The Cyberlearning report will be going to school! I teach Ed.D. students at Pepperdine University, many of whom are K12 practitioners. When I next teach my class on learning theories, I will share the
Cyberlearning Community Report: The State of Cyberlearning and the Future of Learning With Technology. Because technology use is so common in K16 classrooms, I like to think with my students about how learning theories can help them use technology in deep ways to support learning. I don’t want technology just to be a substitute for pencil and paper. I love concrete examples and this report shows many new ways technology, grounded in learning theories, can augment or help the learning process. Here’s a little background.

What is Cyberlearning?                  
“Cyberlearning research is the study of how new technologies, informed by what we know about how people learn, can be used to advance learning in ways that were never before possible.”  (from the report p. 6)

So why do we have this report and who created it?
Cyberlearning is a funding area of the National Science Foundation. This program has funded about 270 projects since 2011. From all of these projects, 22 researchers came together to write about exciting new directions and themes found in these 270 projects.

What else should I know about Cyberlearning?
As we’re starting, there’s one more thing I’d like to discuss before diving in to the report — something that teachers who read early versions of the report asked. They wondered if cyberlearning researchers were trying to replace teachers with technology. My answer is a resounding NO! Please know that cyberlearning projects are NOT trying to replace teachers, or other human beings. Often, they are trying to give information to improve the understanding a teacher can have about a situation or support students learning a difficult concept. Technology should not replace a teacher during the learning process. But usually, in classrooms, there’s only one teacher and a lot of students.
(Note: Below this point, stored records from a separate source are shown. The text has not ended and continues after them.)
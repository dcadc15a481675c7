//! Shell command runner.
//!
//! Provides controlled command execution with:
//! - Working directory per call
//! - Timeout enforcement (the child is killed on expiry)
//! - Output capture and truncation

use std::path::Path;
use std::process::Stdio;
use std::time::Duration;

use async_trait::async_trait;
use tokio::process::Command;
use tracing::{debug, warn};

use crate::error::ToolError;

/// Maximum output size before truncation (64KB).
const MAX_OUTPUT_SIZE: usize = 64 * 1024;

/// Exit code reported for a command killed on timeout.
pub const TIMEOUT_EXIT_CODE: i32 = 124;

/// Output reported for a command killed on timeout.
pub const TIMEOUT_OUTPUT: &str = "TIMEOUT";

/// Captured result of a finished (or timed-out) command.
#[derive(Debug, Clone, PartialEq, Eq)]
pub struct CommandOutput {
    pub exit_code: i32,
    pub output: String,
}

impl CommandOutput {
    pub fn success(&self) -> bool {
        self.exit_code == 0
    }

    pub fn timed_out() -> Self {
        Self {
            exit_code: TIMEOUT_EXIT_CODE,
            output: TIMEOUT_OUTPUT.to_string(),
        }
    }

    pub fn is_timeout(&self) -> bool {
        self.exit_code == TIMEOUT_EXIT_CODE && self.output == TIMEOUT_OUTPUT
    }
}

/// Runs shell command strings in a working directory.
#[async_trait]
pub trait CommandRunner: Send + Sync {
    /// Run `command` in `cwd`. A timeout is not an error: it yields
    /// [`CommandOutput::timed_out`]. Errors mean the command never ran.
    async fn run(
        &self,
        command: &str,
        cwd: &Path,
        timeout: Duration,
    ) -> Result<CommandOutput, ToolError>;
}

/// `sh -c` runner.
#[derive(Debug, Default, Clone)]
pub struct ShellRunner;

impl ShellRunner {
    pub fn new() -> Self {
        Self
    }
}

#[async_trait]
impl CommandRunner for ShellRunner {
    async fn run(
        &self,
        command: &str,
        cwd: &Path,
        timeout: Duration,
    ) -> Result<CommandOutput, ToolError> {
        let mut cmd = if cfg!(target_os = "windows") {
            let mut c = Command::new("cmd");
            c.args(["/C", command]);
            c
        } else {
            let mut c = Command::new("sh");
            c.args(["-c", command]);
            c
        };

        cmd.current_dir(cwd)
            .stdin(Stdio::null())
            .stdout(Stdio::piped())
            .stderr(Stdio::piped())
            .kill_on_drop(true);

        let child = cmd.spawn().map_err(|e| ToolError::Spawn {
            command: truncate_for_error(command),
            reason: format!("{e} (cwd: {})", cwd.display()),
        })?;

        // Dropping the child on timeout kills it.
        let output = match tokio::time::timeout(timeout, child.wait_with_output()).await {
            Ok(result) => result?,
            Err(_) => {
                warn!(command = %truncate_for_error(command), ?timeout, "Command timed out");
                return Ok(CommandOutput::timed_out());
            }
        };

        let stdout = String::from_utf8_lossy(&output.stdout);
        let stderr = String::from_utf8_lossy(&output.stderr);
        let combined = if stderr.is_empty() {
            stdout.into_owned()
        } else if stdout.is_empty() {
            stderr.into_owned()
        } else {
            format!("{}\n\n--- stderr ---\n{}", stdout, stderr)
        };

        let exit_code = output.status.code().unwrap_or(-1);
        debug!(command = %truncate_for_error(command), exit_code, "Command finished");

        Ok(CommandOutput {
            exit_code,
            output: truncate_output(&combined),
        })
    }
}

/// Quote a string for safe use as a single `sh` word.
pub fn shell_quote(s: &str) -> String {
    format!("'{}'", s.replace('\'', r"'\''"))
}

/// The last `max_chars` characters of `s`.
pub fn tail_chars(s: &str, max_chars: usize) -> &str {
    let count = s.chars().count();
    if count <= max_chars {
        return s;
    }
    match s.char_indices().nth(count - max_chars) {
        Some((idx, _)) => &s[idx..],
        None => s,
    }
}

/// Truncate output to fit within limits (UTF-8 safe).
fn truncate_output(s: &str) -> String {
    if s.len() <= MAX_OUTPUT_SIZE {
        s.to_string()
    } else {
        let half = MAX_OUTPUT_SIZE / 2;
        let head_end = floor_char_boundary(s, half);
        let tail_start = floor_char_boundary(s, s.len() - half);
        format!(
            "{}\n\n... [truncated {} bytes] ...\n\n{}",
            &s[..head_end],
            s.len() - MAX_OUTPUT_SIZE,
            &s[tail_start..]
        )
    }
}

/// Find the largest byte index <= `i` that is a valid char boundary.
fn floor_char_boundary(s: &str, i: usize) -> usize {
    if i >= s.len() {
        return s.len();
    }
    let mut pos = i;
    while pos > 0 && !s.is_char_boundary(pos) {
        pos -= 1;
    }
    pos
}

/// Truncate command for error messages.
fn truncate_for_error(s: &str) -> String {
    if s.chars().count() <= 100 {
        s.to_string()
    } else {
        format!("{}...", s.chars().take(100).collect::<String>())
    }
}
Many projects are trying to support the teacher and give the teacher more eyes and ears to see what is occurring in parts of the classroom where they can’t be. A teacher may be able to do many things at once, but no teacher can support all of their students at all times. 

As an example, let’s think about a virtual learning environment for science inquiry (see INQ-ITS in the report). In the virtual learning environment, students do their work and get instant feedback from the system about how they are doing. The teacher also gets a report from the system that tells how each student is doing. From the report, a teacher can learn who needs what kind of help. Some students would not need help and some would; this kind of information could help a teacher more efficiently target the students who need help. It could also help relieve the teacher of some of the mountain of grading they have as the system is monitoring the work in real time and summarizing it. The virtual environment would support and augment the teacher so that the teacher could have a good understanding of how to help students very quickly (nearly real time) and without creating more work for the teacher.

Right now, in a physical  science lab, a teacher has to grade lab projects to understand how students are doing and can’t give feedback to all until the grading is done. If a middle school teacher has 5 labs of 30 students, the time to get all the grading done is significant. If students were in a virtual environment, a teacher could be alerted how each student was doing before the class period was over. If a student was having problems the teacher could give a quick intervention and help students correct their misconceptions. 

Despite how helpful a system is, no system should or could replace the teacher. A teacher is irreplaceable and knows so much about how to help each student. Teachers bring the human touch to the student and so many students desperately need a caring adult in their life. In addition, students are not just empty heads to be filled with one-size-fits-all knowledge. Students come with their own interests and desires and a teacher can help inspire a student. We need to be really smart as we think about the future and make sure that technology is used in ways to support a human teacher in the classroom. Ultimately, we want students to be able to work with other people and having a human teacher will help to ensure human interaction. Of course we want technology to help us and we want students to understand technology — how to use it, and how to make it — but human interaction should come first and be placed as a priority. (In addition, in my opinion, a virtual environment shouldn’t replace all laboratory experiences as there are so many things to learn in a physical lab, too. )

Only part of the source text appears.